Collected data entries

#![forbid(unsafe_code)]
#![deny(clippy::all)]
#![warn(clippy::pedantic)]
#![allow(clippy::module_name_repetitions)]
#![allow(clippy::too_many_lines)]

pub mod app;
pub mod capabilities;
pub mod event;
pub mod isochrones;
pub mod locations;
pub mod model;
pub mod theme;

use serde::{Deserialize, Serialize};
use thiserror::Error;

pub use app::{App, ViewModel};
pub use capabilities::{Capabilities, Effect};
pub use event::{Event, SearchMode};
pub use model::Model;

pub const DEFAULT_API_BASE: &str = "https://librarymap-api.fly.dev/";

// Plymouth city centre; the map opens here until a position arrives.
pub const DEFAULT_MAP_LAT: f64 = 50.3732;
pub const DEFAULT_MAP_LNG: f64 = -4.1429;
pub const DEFAULT_MAP_ZOOM: f64 = 12.0;
pub const DEFAULT_MAP_PITCH: f64 = 0.0;
pub const DEFAULT_MAP_BEARING: f64 = 0.0;

pub const POSITION_REFRESH_INTERVAL_MS: u64 = 60_000;
pub const CLOCK_TICK_INTERVAL_MS: u64 = 5_000;

pub const EARTH_RADIUS_M: f64 = 6_371_000.0;

// --- Error taxonomy ---
//
// Failures are recovered locally: prior state stays untouched and the error
// is surfaced as a transient signal the shell can show and dismiss. Nothing
// here is fatal; the next tick or user action retries.

#[derive(Debug, Clone, PartialEq, Eq, Error, Serialize, Deserialize)]
pub enum CoreError {
    #[error("position unavailable: {reason}")]
    PositionUnavailable { reason: String },
    #[error("network failure: {reason}")]
    NetworkFailure { reason: String },
}

impl CoreError {
    #[must_use]
    pub fn user_facing_message(&self) -> String {
        match self {
            Self::PositionUnavailable { .. } => {
                "Unable to determine your location. Please check your GPS settings.".into()
            }
            Self::NetworkFailure { .. } => {
                "Unable to connect. Please check your internet connection and try again.".into()
            }
        }
    }
}

// --- Distance helpers ---

#[must_use]
pub fn haversine_distance(p1: event::Coordinate, p2: event::Coordinate) -> f64 {
    const EPSILON: f64 = 1e-10;

    if (p1.lat() - p2.lat()).abs() < EPSILON && (p1.lng() - p2.lng()).abs() < EPSILON {
        return 0.0;
    }

    let lat1_rad = p1.lat().to_radians();
    let lat2_rad = p2.lat().to_radians();
    let delta_lat = (p2.lat() - p1.lat()).to_radians();
    let delta_lng = (p2.lng() - p1.lng()).to_radians();

    let a = (delta_lat / 2.0).sin().powi(2)
        + lat1_rad.cos() * lat2_rad.cos() * (delta_lng / 2.0).sin().powi(2);

    let a = a.clamp(0.0, 1.0);

    let c = 2.0 * a.sqrt().asin();

    let result = EARTH_RADIUS_M * c;

    if result.is_finite() {
        result
    } else {
        f64::MAX
    }
}

#[must_use]
pub fn format_distance(meters: f64) -> String {
    if !meters.is_finite() || meters < 0.0 {
        return "Unknown".to_string();
    }

    if meters < 1000.0 {
        format!("{meters:.0} m")
    } else if meters < 10_000.0 {
        format!("{:.1} km", meters / 1000.0)
    } else {
        format!("{:.0} km", meters / 1000.0)
    }
}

### WHAT IS NEEDED:
What is needed is an exact copy of all the data above.

### ANSWER:
#![forbid(unsafe_code)]
#![deny(clippy::all)]
#![warn(clippy::pedantic)]
#![allow(clippy::module_name_repetitions)]
#![allow(clippy::too_many_lines)]

pub mod app;
pub mod capabilities;
pub mod event;
pub mod isochrones;
pub mod locations;
pub mod model;
pub mod theme;

use serde::{Deserialize, Serialize};
use thiserror::Error;

pub use app::{App, ViewModel};
pub use capabilities::{Capabilities, Effect};
pub use event::{Event, SearchMode};
pub use model::Model;

pub const DEFAULT_API_BASE: &str = "https://librarymap-api.fly.dev/";

// Plymouth city centre; the map opens here until a position arrives.
pub const DEFAULT_MAP_LAT: f64 = 50.3732;
pub const DEFAULT_MAP_LNG: f64 = -4.1429;
pub const DEFAULT_MAP_ZOOM: f64 = 12.0;
pub const DEFAULT_MAP_PITCH: f64 = 0.0;
pub const DEFAULT_MAP_BEARING: f64 = 0.0;

pub const POSITION_REFRESH_INTERVAL_MS: u64 = 60_000;
pub const CLOCK_TICK_INTERVAL_MS: u64 = 5_000;

pub const EARTH_RADIUS_M: f64 = 6_371_000.0;

// --- Error taxonomy ---
//
// Failures are recovered locally: prior state stays untouched and the error
// is surfaced as a transient signal the shell can show and dismiss. Nothing
// here is fatal; the next tick or user action retries.

#[derive(Debug, Clone, PartialEq, Eq, Error, Serialize, Deserialize)]
pub enum CoreError {
    #[error("position unavailable: {reason}")]
    PositionUnavailable { reason: String },
    #[error("network failure: {reason}")]
    NetworkFailure { reason: String },
}

impl CoreError {
    #[must_use]
    pub fn user_facing_message(&self) -> String {
        match self {
            Self::PositionUnavailable { .. } => {
                "Unable to determine your location. Please check your GPS settings.".into()
            }
            Self::NetworkFailure { .. } => {
                "Unable to connect. Please check your internet connection and try again.".into()
            }
        }
    }
}

// --- Distance helpers ---

#[must_use]
pub fn haversine_distance(p1: event::Coordinate, p2: event::Coordinate) -> f64 {
    const EPSILON: f64 = 1e-10;

    if (p1.lat() - p2.lat()).abs() < EPSILON && (p1.lng() - p2.lng()).abs() < EPSILON {
        return 0.0;
    }

    let lat1_rad = p1.lat().to_radians();
    let lat2_rad = p2.lat().to_radians();
    let delta_lat = (p2.lat() - p1.lat()).to_radians();
    let delta_lng = (p2.lng() - p1.lng()).to_radians();

    let a = (delta_lat / 2.0).sin().powi(2)
        + lat1_rad.cos() * lat2_rad.cos() * (delta_lng / 2.0).sin().powi(2);

    let a = a.clamp(0.0, 1.0);

    let c = 2.0 * a.sqrt().asin();

    let result = EARTH_RADIUS_M * c;

    if result.is_finite() {
        result
    } else {
        f64::MAX
    }
}

#[must_use]
pub fn format_distance(meters: f64) -> String {
    if !meters.is_finite() || meters < 0.0 {
        return "Unknown".to_string();
    }

    if meters < 1000.0 {
        format!("{meters:.0} m")
    } else if meters < 10_000.0 {
        format!("{:.1} km", meters / 1000.0)
    } else {
        format!("{:.0} km", meters / 1000.0)
    }
}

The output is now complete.